[Dataset entries]

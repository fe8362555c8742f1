use chrono::{DateTime, Utc};
use serde::{Deserialize, Serialize};
use sqlx::FromRow;
use uuid::Uuid;

#[derive(Debug, Clone, Serialize, Deserialize, FromRow)]
#[serde(rename_all = "camelCase")]
pub struct Role {
    pub id: Uuid,
    pub name: String,
    pub description: Option<String>,
    pub created_at: DateTime<Utc>,
    pub updated_at: DateTime<Utc>,
}

#[derive(Debug, Clone, Serialize, Deserialize, FromRow)]
#[serde(rename_all = "camelCase")]
pub struct Permission {
    pub id: Uuid,
    pub name: String,
    pub description: Option<String>,
    pub created_at: DateTime<Utc>,
    pub updated_at: DateTime<Utc>,
}
use chrono::{DateTime, Utc};
use serde::{Deserialize, Serialize};
use sqlx::{types::Json, FromRow};
use uuid::Uuid;

#[derive(Debug, Clone, Serialize, Deserialize, FromRow)]
#[serde(rename_all = "camelCase")]
pub struct List {
    pub id: Uuid,
    pub board_id: Uuid,
    pub title: String,
    pub color: String,
    pub archived: bool,
    pub card_order_ids: Json<Vec<Uuid>>,
    pub created_by: Option<Uuid>,
    pub updated_by: Option<Uuid>,
    pub created_at: DateTime<Utc>,
    pub updated_at: DateTime<Utc>,
}
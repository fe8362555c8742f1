// handlers/protected/users.rs - /v1/users/* handlers
//
// Self-service endpoints (/me, password, card order) are open to every
// authenticated user. Everything else needs admin or `users.manage`.

use axum::{
    extract::{Path, Query},
    Extension, Json,
};
use serde::Deserialize;
use serde_json::Value;
use uuid::Uuid;

use crate::database::models::{Permission, Role, User};
use crate::middleware::{ApiResponse, ApiResult, CurrentUser};
use crate::services::rbac_service::{PermissionIds, RoleIds, USERS_MANAGE};
use crate::services::user_service::{ChangePassword, CreateUser, PasswordStatus, UpdateUser, UserListQuery};
use crate::services::{RbacService, UserService};

#[derive(Debug, Deserialize)]
#[serde(rename_all = "camelCase")]
pub struct CardOrder {
    pub card_order_ids: Vec<Uuid>,
}

async fn require_users_manage(user: &CurrentUser) -> Result<(), crate::error::ApiError> {
    RbacService::new().await?.require_permission(user, USERS_MANAGE).await
}

/// GET /v1/users/me
pub async fn me(Extension(user): Extension<CurrentUser>) -> ApiResult<User> {
    let profile = UserService::new().await?.get(user.id).await?;
    Ok(ApiResponse::success(profile))
}

/// PUT /v1/users/change-password
pub async fn change_password(
    Extension(user): Extension<CurrentUser>,
    Json(input): Json<ChangePassword>,
) -> ApiResult<Value> {
    UserService::new().await?.change_password(&user, input).await?;
    Ok(ApiResponse::success(Value::Null).with_message("Password changed"))
}

/// GET /v1/users/password-status
pub async fn password_status(Extension(user): Extension<CurrentUser>) -> ApiResult<PasswordStatus> {
    let status = UserService::new().await?.password_status(&user).await?;
    Ok(ApiResponse::success(status))
}

/// PATCH /v1/users/card-order
pub async fn card_order(
    Extension(user): Extension<CurrentUser>,
    Json(body): Json<CardOrder>,
) -> ApiResult<Vec<Uuid>> {
    let order = UserService::new().await?.set_card_order(&user, body.card_order_ids).await?;
    Ok(ApiResponse::success(order).with_message("Card order saved"))
}

/// GET /v1/users?page=&limit=&search=&type=
pub async fn user_list(
    Extension(user): Extension<CurrentUser>,
    Query(query): Query<UserListQuery>,
) -> ApiResult<Vec<User>> {
    require_users_manage(&user).await?;
    let page = UserService::new().await?.list(query).await?;
    Ok(ApiResponse::page(page))
}

/// POST /v1/users
pub async fn user_create(
    Extension(user): Extension<CurrentUser>,
    Json(input): Json<CreateUser>,
) -> ApiResult<User> {
    require_users_manage(&user).await?;
    let created = UserService::new().await?.create(input).await?;
    Ok(ApiResponse::created(created).with_message("User created"))
}

/// GET /v1/users/:id
pub async fn user_get(
    Extension(user): Extension<CurrentUser>,
    Path(user_id): Path<Uuid>,
) -> ApiResult<User> {
    require_users_manage(&user).await?;
    let found = UserService::new().await?.get(user_id).await?;
    Ok(ApiResponse::success(found))
}

/// PUT|PATCH /v1/users/:id
pub async fn user_update(
    Extension(user): Extension<CurrentUser>,
    Path(user_id): Path<Uuid>,
    Json(input): Json<UpdateUser>,
) -> ApiResult<User> {
    require_users_manage(&user).await?;
    let updated = UserService::new().await?.update(user_id, input).await?;
    Ok(ApiResponse::success(updated).with_message("User updated"))
}

/// DELETE /v1/users/:id
pub async fn user_delete(
    Extension(user): Extension<CurrentUser>,
    Path(user_id): Path<Uuid>,
) -> ApiResult<Value> {
    require_users_manage(&user).await?;
    UserService::new().await?.delete(&user, user_id).await?;
    Ok(ApiResponse::success(Value::Null).with_message("User deleted"))
}

/// GET /v1/users/:id/roles
pub async fn user_roles(
    Extension(user): Extension<CurrentUser>,
    Path(user_id): Path<Uuid>,
) -> ApiResult<Vec<Role>> {
    require_users_manage(&user).await?;
    let roles = RbacService::new().await?.user_roles(user_id).await?;
    Ok(ApiResponse::success(roles))
}

/// PUT /v1/users/:id/roles - replaces the user's roles
pub async fn user_set_roles(
    Extension(user): Extension<CurrentUser>,
    Path(user_id): Path<Uuid>,
    Json(body): Json<RoleIds>,
) -> ApiResult<Vec<Role>> {
    require_users_manage(&user).await?;
    let roles = RbacService::new().await?.set_user_roles(user_id, body.role_ids).await?;
    Ok(ApiResponse::success(roles))
}

/// GET /v1/users/:id/permissions - direct grants only
pub async fn user_permissions(
    Extension(user): Extension<CurrentUser>,
    Path(user_id): Path<Uuid>,
) -> ApiResult<Vec<Permission>> {
    require_users_manage(&user).await?;
    let permissions = RbacService::new().await?.user_direct_permissions(user_id).await?;
    Ok(ApiResponse::success(permissions))
}

/// PUT /v1/users/:id/permissions - replaces the direct grants
pub async fn user_set_permissions(
    Extension(user): Extension<CurrentUser>,
    Path(user_id): Path<Uuid>,
    Json(body): Json<PermissionIds>,
) -> ApiResult<Vec<Permission>> {
    require_users_manage(&user).await?;
    let permissions = RbacService::new()
        .await?
        .set_user_permissions(user_id, body.permission_ids)
        .await?;
    Ok(ApiResponse::success(permissions))
}

/// GET /v1/users/:id/effective-permissions
pub async fn user_effective_permissions(
    Extension(user): Extension<CurrentUser>,
    Path(user_id): Path<Uuid>,
) -> ApiResult<Vec<Permission>> {
    require_users_manage(&user).await?;
    let permissions = RbacService::new().await?.effective_permissions(user_id).await?;
    Ok(ApiResponse::success(permissions))
}
use clap::Subcommand;
use serde_json::Value;
use std::time::Duration;

use crate::cli::utils::{output_error, output_fields, output_success};
use crate::cli::OutputFormat;

const DEFAULT_URL: &str = "http://localhost:3000";

#[derive(Subcommand)]
pub enum ServerCommands {
    #[command(about = "Check server health from the /health endpoint")]
    Health {
        #[arg(long, default_value = DEFAULT_URL, help = "Server base URL")]
        url: String,
    },

    #[command(about = "Show server information from the API root endpoint")]
    Info {
        #[arg(long, default_value = DEFAULT_URL, help = "Server base URL")]
        url: String,
    },
}

async fn fetch(base: &str, path: &str) -> anyhow::Result<(reqwest::StatusCode, Value)> {
    let url = format!("{}{}", base.trim_end_matches('/'), path);
    let client = reqwest::Client::builder().timeout(Duration::from_secs(10)).build()?;
    let response = client.get(&url).send().await?;
    let status = response.status();
    let body = response.json::<Value>().await?;
    Ok((status, body))
}

pub async fn handle(cmd: ServerCommands, output_format: OutputFormat) -> anyhow::Result<()> {
    match cmd {
        ServerCommands::Health { url } => {
            let (status, body) = fetch(&url, "/health").await?;
            if status.is_success() {
                output_success(&output_format, &format!("{} is healthy", url), body.get("data").cloned())?;
                Ok(())
            } else {
                output_error(
                    &output_format,
                    &format!("{} is degraded ({})", url, status.as_u16()),
                    body.get("code").and_then(Value::as_str),
                )?;
                anyhow::bail!("server health check failed")
            }
        }
        ServerCommands::Info { url } => {
            let (_, body) = fetch(&url, "/").await?;
            let data = body.get("data").cloned().unwrap_or(Value::Null);
            output_success(&output_format, &format!("Server info for {}", url), Some(data.clone()))?;
            if matches!(output_format, OutputFormat::Text) {
                output_fields(&data);
            }
            Ok(())
        }
    }
}
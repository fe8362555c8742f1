use chrono::{DateTime, Utc};
use serde::{Deserialize, Serialize};
use serde_json::Value;
use sqlx::FromRow;
use uuid::Uuid;

use crate::types::card_status;

#[derive(Debug, Clone, Serialize, Deserialize, FromRow)]
#[serde(rename_all = "camelCase")]
pub struct Card {
    pub id: Uuid,
    pub board_id: Uuid,
    pub list_id: Uuid,
    pub title: String,
    pub description: Option<String>,
    pub position: i32,
    pub due_date: Option<DateTime<Utc>>,
    pub start_date: Option<DateTime<Utc>>,
    pub end_date: Option<DateTime<Utc>>,
    #[serde(rename = "type")]
    pub card_type: String,
    pub status: String,
    pub priority: Option<String>,
    pub checklist_items: Value,
    pub labels: Value,
    pub dependencies: Value,
    pub metadata: Value,
    pub archived: bool,
    pub total_time_spent: i64,
    pub is_tracking: bool,
    pub tracking_start_time: Option<DateTime<Utc>>,
    pub tracking_pause_time: i64,
    pub created_by: Option<Uuid>,
    pub updated_by: Option<Uuid>,
    pub created_at: DateTime<Utc>,
    pub updated_at: DateTime<Utc>,
}

impl Card {
    pub fn is_complete(&self) -> bool {
        card_status::is_complete(&self.status)
    }
}

/// Card joined with its board and list titles, used by cross-board views
#[derive(Debug, Clone, Serialize, Deserialize, FromRow)]
#[serde(rename_all = "camelCase")]
pub struct CardWithBoard {
    #[sqlx(flatten)]
    #[serde(flatten)]
    pub card: Card,
    pub board_title: String,
    pub list_title: String,
    /// The board's recurring configuration
    pub recurring_config: Option<Value>,
}

impl CardWithBoard {
    pub fn is_recurring(&self) -> bool {
        self.recurring_config
            .as_ref()
            .and_then(|c| c.get("isRecurring"))
            .and_then(Value::as_bool)
            .unwrap_or(false)
    }
}
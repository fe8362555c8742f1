use serde::{Deserialize, Serialize};

use crate::config;

/// `?page=&limit=&search=` as accepted by every list endpoint
#[derive(Debug, Clone, Default, Deserialize)]
pub struct PageQuery {
    pub page: Option<u32>,
    pub limit: Option<u32>,
    pub search: Option<String>,
}

impl PageQuery {
    pub fn page(&self) -> u32 {
        self.page.filter(|p| *p > 0).unwrap_or(1)
    }

    pub fn limit(&self) -> u32 {
        config::config().page_size(self.limit)
    }

    pub fn offset(&self) -> i64 {
        (self.page() as i64 - 1) * self.limit() as i64
    }

    /// `%term%` pattern for ILIKE, or None when no search was given
    pub fn search_pattern(&self) -> Option<String> {
        self.search
            .as_deref()
            .map(str::trim)
            .filter(|s| !s.is_empty())
            .map(|s| format!("%{}%", escape_like(s)))
    }
}

/// Escape LIKE wildcards so user input matches literally
pub fn escape_like(term: &str) -> String {
    let mut escaped = String::with_capacity(term.len());
    for c in term.chars() {
        if matches!(c, '%' | '_' | '\\') {
            escaped.push('\\');
        }
        escaped.push(c);
    }
    escaped
}

#[derive(Debug, Clone, Serialize, PartialEq)]
#[serde(rename_all = "camelCase")]
pub struct Pagination {
    pub total: i64,
    pub page: u32,
    pub limit: u32,
    pub total_pages: u32,
}

impl Pagination {
    pub fn new(total: i64, page: u32, limit: u32) -> Self {
        let total_pages = if limit == 0 {
            0
        } else {
            ((total.max(0) as u64 + limit as u64 - 1) / limit as u64) as u32
        };
        Self { total, page, limit, total_pages }
    }
}

/// One page of rows plus its pagination block
#[derive(Debug, Clone, Serialize)]
pub struct Page<T: Serialize> {
    pub items: Vec<T>,
    pub pagination: Pagination,
}
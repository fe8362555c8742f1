use serde::{Deserialize, Serialize};
use serde_json::Value;

use super::error::FilterError;

#[derive(Debug, Clone, Copy, PartialEq, Eq, Serialize, Deserialize)]
#[serde(rename_all = "snake_case")]
pub enum FilterOp {
    Equals,
    NotEquals,
    Contains,
    NotContains,
    StartsWith,
    EndsWith,
    GreaterThan,
    GreaterThanOrEqual,
    LessThan,
    LessThanOrEqual,
    DateGreaterThan,
    DateGreaterThanOrEqual,
    DateLessThan,
    DateLessThanOrEqual,
    In,
    NotIn,
    /// Anything else; matches every card
    #[serde(other)]
    Unknown,
}

/// One `{field, operator, value}` condition
#[derive(Debug, Clone, PartialEq, Serialize, Deserialize)]
pub struct CardFilter {
    pub field: String,
    pub operator: FilterOp,
    #[serde(default)]
    pub value: Value,
}

/// Query string of `GET /cards/user/all`
#[derive(Debug, Clone, Default, Deserialize)]
#[serde(rename_all = "camelCase")]
pub struct CardQueryParams {
    pub search: Option<String>,
    pub search_term: Option<String>,
    /// JSON-encoded `Vec<CardFilter>`
    pub filters: Option<String>,
    pub page: Option<u32>,
    pub limit: Option<u32>,
}

#[derive(Debug, Clone, PartialEq)]
pub struct CardQuery {
    pub search: Option<String>,
    pub filters: Vec<CardFilter>,
    pub page: u32,
    pub limit: u32,
}

impl CardQuery {
    pub const DEFAULT_LIMIT: u32 = 50;
    pub const MAX_LIMIT: u32 = 500;
}

impl Default for CardQuery {
    fn default() -> Self {
        Self {
            search: None,
            filters: Vec::new(),
            page: 1,
            limit: Self::DEFAULT_LIMIT,
        }
    }
}

impl TryFrom<CardQueryParams> for CardQuery {
    type Error = FilterError;

    fn try_from(params: CardQueryParams) -> Result<Self, Self::Error> {
        let filters = match params.filters.as_deref().map(str::trim) {
            None | Some("") => Vec::new(),
            Some(raw) => serde_json::from_str::<Vec<CardFilter>>(raw)
                .map_err(|e| FilterError::InvalidFilters(e.to_string()))?,
        };

        let search = params
            .search
            .or(params.search_term)
            .map(|s| s.trim().to_string())
            .filter(|s| !s.is_empty());

        Ok(Self {
            search,
            filters,
            page: params.page.filter(|p| *p > 0).unwrap_or(1),
            limit: params
                .limit
                .filter(|l| *l > 0)
                .unwrap_or(Self::DEFAULT_LIMIT)
                .min(Self::MAX_LIMIT),
        })
    }
}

#### [WORK ORDER]
Starting at the line that has "use super::error::FilterError;" in the records above, restate word for word every line until the one that has "impl Default for", and include that one as well.

#### [EXPECTED ANSWER]
use super::error::FilterError;

#[derive(Debug, Clone, Copy, PartialEq, Eq, Serialize, Deserialize)]
#[serde(rename_all = "snake_case")]
pub enum FilterOp {
    Equals,
    NotEquals,
    Contains,
    NotContains,
    StartsWith,
    EndsWith,
    GreaterThan,
    GreaterThanOrEqual,
    LessThan,
    LessThanOrEqual,
    DateGreaterThan,
    DateGreaterThanOrEqual,
    DateLessThan,
    DateLessThanOrEqual,
    In,
    NotIn,
    /// Anything else; matches every card
    #[serde(other)]
    Unknown,
}

/// One `{field, operator, value}` condition
#[derive(Debug, Clone, PartialEq, Serialize, Deserialize)]
pub struct CardFilter {
    pub field: String,
    pub operator: FilterOp,
    #[serde(default)]
    pub value: Value,
}

/// Query string of `GET /cards/user/all`
#[derive(Debug, Clone, Default, Deserialize)]
#[serde(rename_all = "camelCase")]
pub struct CardQueryParams {
    pub search: Option<String>,
    pub search_term: Option<String>,
    /// JSON-encoded `Vec<CardFilter>`
    pub filters: Option<String>,
    pub page: Option<u32>,
    pub limit: Option<u32>,
}

#[derive(Debug, Clone, PartialEq)]
pub struct CardQuery {
    pub search: Option<String>,
    pub filters: Vec<CardFilter>,
    pub page: u32,
    pub limit: u32,
}

impl CardQuery {
    pub const DEFAULT_LIMIT: u32 = 50;
    pub const MAX_LIMIT: u32 = 500;
}

impl Default for CardQuery {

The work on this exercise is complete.